Aman’s expression lightened briefly but then he was serious again, “Text kaise bhejta, it wouldn’t have been enough.”
“Enough for an apology,” Poo reiterated.
“But not for a proposal,” it took a few moments before the import of the words sank in and Poo looked at Aman wide-eyed in shock.
He nodded emphatically and held her hand, “I want to marry you, will you marry me please?” he said simply.
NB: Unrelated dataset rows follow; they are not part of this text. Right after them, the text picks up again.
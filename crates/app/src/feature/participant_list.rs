//! Members of a meeting, or participants of a plan or review.

use std::sync::Arc;

use async_trait::async_trait;
use moim_core::{DataError, LoadResult};
use moim_events::ScreenId;
use moim_model::Participant;
use serde::Serialize;

use crate::container::AppContainer;
use crate::view::{Feature, ParticipantSource, Restartable, Route, Screen, StateHolder, ViewScope};

#[derive(Debug, Clone, PartialEq, Serialize)]
pub struct ParticipantListContent {
    pub source: ParticipantSource,
    /// Creator of the meeting. Only meetings report one.
    pub creator_id: Option<String>,
    pub participants: Vec<Participant>,
}

#[derive(Debug, Clone)]
pub enum ParticipantListAction {
    Back,
    Refresh,
    OpenProfileImage(Participant),
}

pub struct ParticipantList {
    id: ScreenId,
    holder: StateHolder<ParticipantListContent>,
    source: Restartable<ParticipantListContent>,
}

pub fn open(container: &AppContainer, source: ParticipantSource) -> Screen<ParticipantList> {
    let scope = ViewScope::new();

    let producer = {
        let repo = Arc::clone(&container.repositories.participant);
        let source = source.clone();
        Restartable::new(scope.child_token(), move || {
            let repo = Arc::clone(&repo);
            let source = source.clone();
            async move {
                let (creator_id, participants) = match &source {
                    ParticipantSource::Meeting { meeting_id } => {
                        let members = repo.get_meeting_participants(meeting_id).await?;
                        (Some(members.creator_id), members.participants)
                    }
                    ParticipantSource::Plan { plan_id } => {
                        (None, repo.get_plan_participants(plan_id).await?)
                    }
                    ParticipantSource::Review { review_id } => {
                        (None, repo.get_review_participants(review_id).await?)
                    }
                };
                Ok::<_, DataError>(ParticipantListContent {
                    source,
                    creator_id,
                    participants,
                })
            }
        })
    };

    let feature = Arc::new(ParticipantList {
        id: ScreenId::new(),
        holder: StateHolder::new(),
        source: producer,
    });

    let this = Arc::clone(&feature);
    scope.follow(feature.source.watch(), move |result| {
        if let LoadResult::Error(err) = &result {
            tracing::warn!(screen = %this.id, error = %err, "Failed to load participants");
        }
        this.holder.set_state(result);
    });

    tracing::debug!(screen = %feature.id, ?source, "Opening participant list");
    feature.source.restart();
    Screen::new(feature, scope)
}

#[async_trait]
impl Feature for ParticipantList {
    type Content = ParticipantListContent;
    type Action = ParticipantListAction;

    fn holder(&self) -> &StateHolder<ParticipantListContent> {
        &self.holder
    }

    async fn handle(self: Arc<Self>, action: ParticipantListAction) {
        tracing::debug!(screen = %self.id, ?action, "Participant list action");

        match action {
            ParticipantListAction::Back => self.holder.navigate(Route::Back),
            ParticipantListAction::Refresh => {
                self.source.restart();
            }
            ParticipantListAction::OpenProfileImage(participant) => {
                self.holder.navigate(Route::ImageViewer {
                    title: participant.user_name,
                    images: vec![participant.image_url],
                    position: 0,
                })
            }
        }
    }
}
Poo withdrew hurriedly, “Yeh aap kya keh reh hain?!” she protested, “You shouldn’t make such decisions emotionally and on the spur of the moment,” she reproved unsteadily, “You are overwrought and grateful that I forced you to see the truth, but that doesn’t mean you have to propose to me,” she forced a laugh, “Lucky for you I didn’t take you up on your offer, nahi toh you would have been stuck with me for life,” she said jocularly as she stood up on legs that were trembling alarmingly.
“But I want to be stuck with you for life!” he caught hold of her arms and pulled her close but she pushed him away angrily, “No you don’t! You aren’t thinking straight, so much has happened over the past week and your sense and reason has gone for a toss, thande dimaag se soch kar dekho,” Poo insisted unsteadily, she wished her legs weren’t so wobbly that she couldn’t run away, “Talk to your mother…”
“Oh Ma is all for it don’t worry,” Aman said reassuringly, “Please don’t think that this is an emotional on the spur of the moment decision because I am grateful…”
“Then why?” interrupted Poo, she frowned suspiciously, “Did ASR ask you…?” she trailed off quailing at Aman’s ferocious and offended expression.
“What! Is this how you think of me?! Fine!” he bit out and thrust her away roughly, “Let’s drop it shall we?” he said coldly, “I am sorry to have bothered you,” he said stiffly formally, “I withdraw my proposal.”